Beautiful Virgin Islands

Sunday, Jan 11, 2026

2,700-Year-Old Wine Press, Carvings Discovered By Archaeologists In Iraq

2,700-Year-Old Wine Press, Carvings Discovered By Archaeologists In Iraq

The stone bas-reliefs, showing kings praying to the gods, were cut into the walls of a nearly nine-kilometre-long (5.5-mile) irrigation canal at Faida in northern Iraq, archaeologists said.

Archaeologists in Iraq revealed Sunday their discovery of a large-scale wine factory from the rule of the Assyrian kings 2,700 years ago, along with stunning monumental rock-carved royal reliefs.
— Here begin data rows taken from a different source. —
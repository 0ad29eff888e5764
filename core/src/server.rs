//! Connection acceptor
//!
//! Binds the listener, optionally wraps accepted sockets in TLS and runs one
//! task per connection that frames lines and dispatches them to the command
//! handlers of that connection's session.

use crate::commands::Dispatcher;
use crate::connection::{write_lines, ClientConnection, ConnectionReadHalf, ConnectionStream};
use crate::message::ParsedCommand;
use crate::registry::SessionRegistry;
use crate::remote::WorkspaceConnector;
use crate::session::{BridgeSettings, Session};
use crate::{Config, Error, Result};
use rustls::{Certificate, PrivateKey, ServerConfig};
use std::io::BufReader;
use std::net::SocketAddr;
use std::sync::Arc;
use tokio::io::{AsyncBufReadExt, BufReader as AsyncBufReader};
use tokio::net::{TcpListener, TcpStream};
use tokio_rustls::TlsAcceptor;

/// State shared by every connection task
struct Shared {
    settings: Arc<BridgeSettings>,
    connector: Arc<dyn WorkspaceConnector>,
    dispatcher: Dispatcher,
    registry: Arc<SessionRegistry>,
    send_queue: usize,
}

/// The IRC-facing gateway server
pub struct Server {
    config: Config,
    shared: Arc<Shared>,
    tls_acceptor: Option<TlsAcceptor>,
}

impl Server {
    /// Create a server that connects sessions through `connector`
    pub fn new(config: Config, connector: Arc<dyn WorkspaceConnector>) -> Self {
        let shared = Arc::new(Shared {
            settings: Arc::new(BridgeSettings::from_config(&config)),
            connector,
            dispatcher: Dispatcher::with_default_handlers(),
            registry: Arc::new(SessionRegistry::new()),
            send_queue: config.server.send_queue,
        });
        Self {
            config,
            shared,
            tls_acceptor: None,
        }
    }

    /// Initialize the server
    pub async fn init(&mut self) -> Result<()> {
        self.config.validate()?;

        if self.config.tls.enabled {
            self.setup_tls()?;
        }

        tracing::info!("Server {} initialized", self.config.server.name);
        Ok(())
    }

    /// Setup TLS configuration
    fn setup_tls(&mut self) -> Result<()> {
        let cert_file = self
            .config
            .tls
            .cert_file
            .as_ref()
            .ok_or_else(|| Error::Config("TLS certificate file not specified".to_string()))?;
        let key_file = self
            .config
            .tls
            .key_file
            .as_ref()
            .ok_or_else(|| Error::Config("TLS key file not specified".to_string()))?;

        let cert_chain = load_certificates(cert_file)?;
        let private_key = load_private_key(key_file)?;

        let tls_config = ServerConfig::builder()
            .with_safe_defaults()
            .with_no_client_auth()
            .with_single_cert(cert_chain, private_key)?;

        self.tls_acceptor = Some(TlsAcceptor::from(Arc::new(tls_config)));

        tracing::info!("TLS configuration loaded");
        Ok(())
    }

    /// Bind the configured address and serve until the listener fails
    pub async fn start(&self) -> Result<()> {
        let addr = self.config.listen_addr()?;
        let listener = TcpListener::bind(addr).await?;
        self.serve(listener).await
    }

    /// Accept connections on an already bound listener.
    ///
    /// Returns only when accepting fails.
    pub async fn serve(&self, listener: TcpListener) -> Result<()> {
        tracing::info!(
            "Listening on {} (TLS: {})",
            listener.local_addr()?,
            self.tls_acceptor.is_some()
        );

        loop {
            let (stream, addr) = match listener.accept().await {
                Ok(accepted) => accepted,
                Err(e) => {
                    tracing::error!("Error accepting connection: {}", e);
                    return Err(e.into());
                }
            };
            tracing::info!("Client connection from {}", addr);
            tokio::spawn(handle_connection(
                self.shared.clone(),
                stream,
                addr,
                self.tls_acceptor.clone(),
            ));
        }
    }

    /// Get the server configuration
    pub fn config(&self) -> &Config {
        &self.config
    }

    /// Live sessions
    pub fn registry(&self) -> Arc<SessionRegistry> {
        self.shared.registry.clone()
    }
}

async fn handle_connection(
    shared: Arc<Shared>,
    stream: TcpStream,
    addr: SocketAddr,
    tls_acceptor: Option<TlsAcceptor>,
) {
    let stream: Box<dyn ConnectionStream> = match tls_acceptor {
        Some(acceptor) => match acceptor.accept(stream).await {
            Ok(tls) => Box::new(tls),
            Err(e) => {
                tracing::warn!("TLS handshake with {} failed: {}", addr, e);
                return;
            }
        },
        None => Box::new(stream),
    };

    let (connection, lines) = ClientConnection::new(addr, shared.send_queue);
    let (read_half, write_half) = stream.split();
    let writer = tokio::spawn(write_lines(
        connection.id,
        write_half,
        lines,
        connection.closing.clone(),
    ));

    read_lines(&shared, &connection, read_half).await;

    if let Some(session) = shared.registry.remove(&connection.id) {
        session.close();
    }
    connection.close();
    let _ = writer.await;
    tracing::info!("Client {} disconnected", addr);
}

async fn read_lines(shared: &Shared, connection: &ClientConnection, read_half: Box<dyn ConnectionReadHalf>) {
    let mut reader = AsyncBufReader::new(read_half);
    let mut buf = Vec::new();

    loop {
        buf.clear();
        let read = tokio::select! {
            _ = connection.closing.cancelled() => break,
            read = reader.read_until(b'\n', &mut buf) => read,
        };
        match read {
            Ok(0) => break,
            Ok(_) => {
                let line = String::from_utf8_lossy(&buf);
                handle_line(shared, connection, &line).await;
            }
            Err(e) => {
                tracing::warn!("Error reading from client {}: {}", connection.remote_addr, e);
                break;
            }
        }
    }
}

async fn handle_line(shared: &Shared, connection: &ClientConnection, line: &str) {
    tracing::debug!("{} -> {:?}", connection.remote_addr, redact(line));

    let command = match ParsedCommand::parse(line) {
        Ok(command) => command,
        Err(e) => {
            tracing::warn!("Discarding line from {}: {}", connection.remote_addr, e);
            return;
        }
    };
    if !shared.dispatcher.supports(&command.command) {
        tracing::warn!("Unknown command {} from {}", command.command, connection.remote_addr);
        return;
    }

    let (session, created) = shared.registry.get_or_create(connection.id, || {
        Session::start(connection, shared.settings.clone(), shared.connector.clone())
    });
    if created {
        tracing::info!("New session {} for {}", session.id, connection.remote_addr);
    }

    if let Err(e) = shared.dispatcher.dispatch(&session, &command).await {
        tracing::warn!("{} from {} failed: {}", command.command, connection.remote_addr, e);
    }
}

/// Keep credentials out of the logs
fn redact(line: &str) -> &str {
    if line.starts_with("PASS ") {
        "PASS *****"
    } else {
        line.trim_end()
    }
}

/// Load certificates from file
fn load_certificates(filename: &str) -> Result<Vec<Certificate>> {
    let certfile = std::fs::File::open(filename)
        .map_err(|e| Error::Config(format!("Failed to open certificate file: {}", e)))?;
    let mut reader = BufReader::new(certfile);

    let certs = rustls_pemfile::certs(&mut reader)
        .map_err(|e| Error::Config(format!("Failed to parse certificate file: {}", e)))?;

    Ok(certs.into_iter().map(Certificate).collect())
}

/// Load private key from file
fn load_private_key(filename: &str) -> Result<PrivateKey> {
    let keyfile = std::fs::File::open(filename)
        .map_err(|e| Error::Config(format!("Failed to open key file: {}", e)))?;
    let mut reader = BufReader::new(keyfile);

    let keys = rustls_pemfile::pkcs8_private_keys(&mut reader)
        .map_err(|e| Error::Config(format!("Failed to parse key file: {}", e)))?;

    keys.into_iter()
        .next()
        .map(PrivateKey)
        .ok_or_else(|| Error::Config("No private keys found in file".to_string()))
}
The stone bas-reliefs, showing kings praying to the gods, were cut into the walls of a nearly nine-kilometre-long (5.5-mile) irrigation canal at Faida in northern Iraq, the joint team of archaeologists from the Department of Antiquities in Dohuk and colleagues from Italy said.

The carvings, 12 panels measuring five metres (16 feet) wide and two metres tall, show gods, kings and sacred animals. They date from the reigns of Sargon II (721-705 BC) and his son Sennacherib.

"There are other places with rock reliefs in Iraq, especially in Kurdistan, but none are so huge and monumental as this one," said Italian archaeologist Daniele Morandi Bonacossi.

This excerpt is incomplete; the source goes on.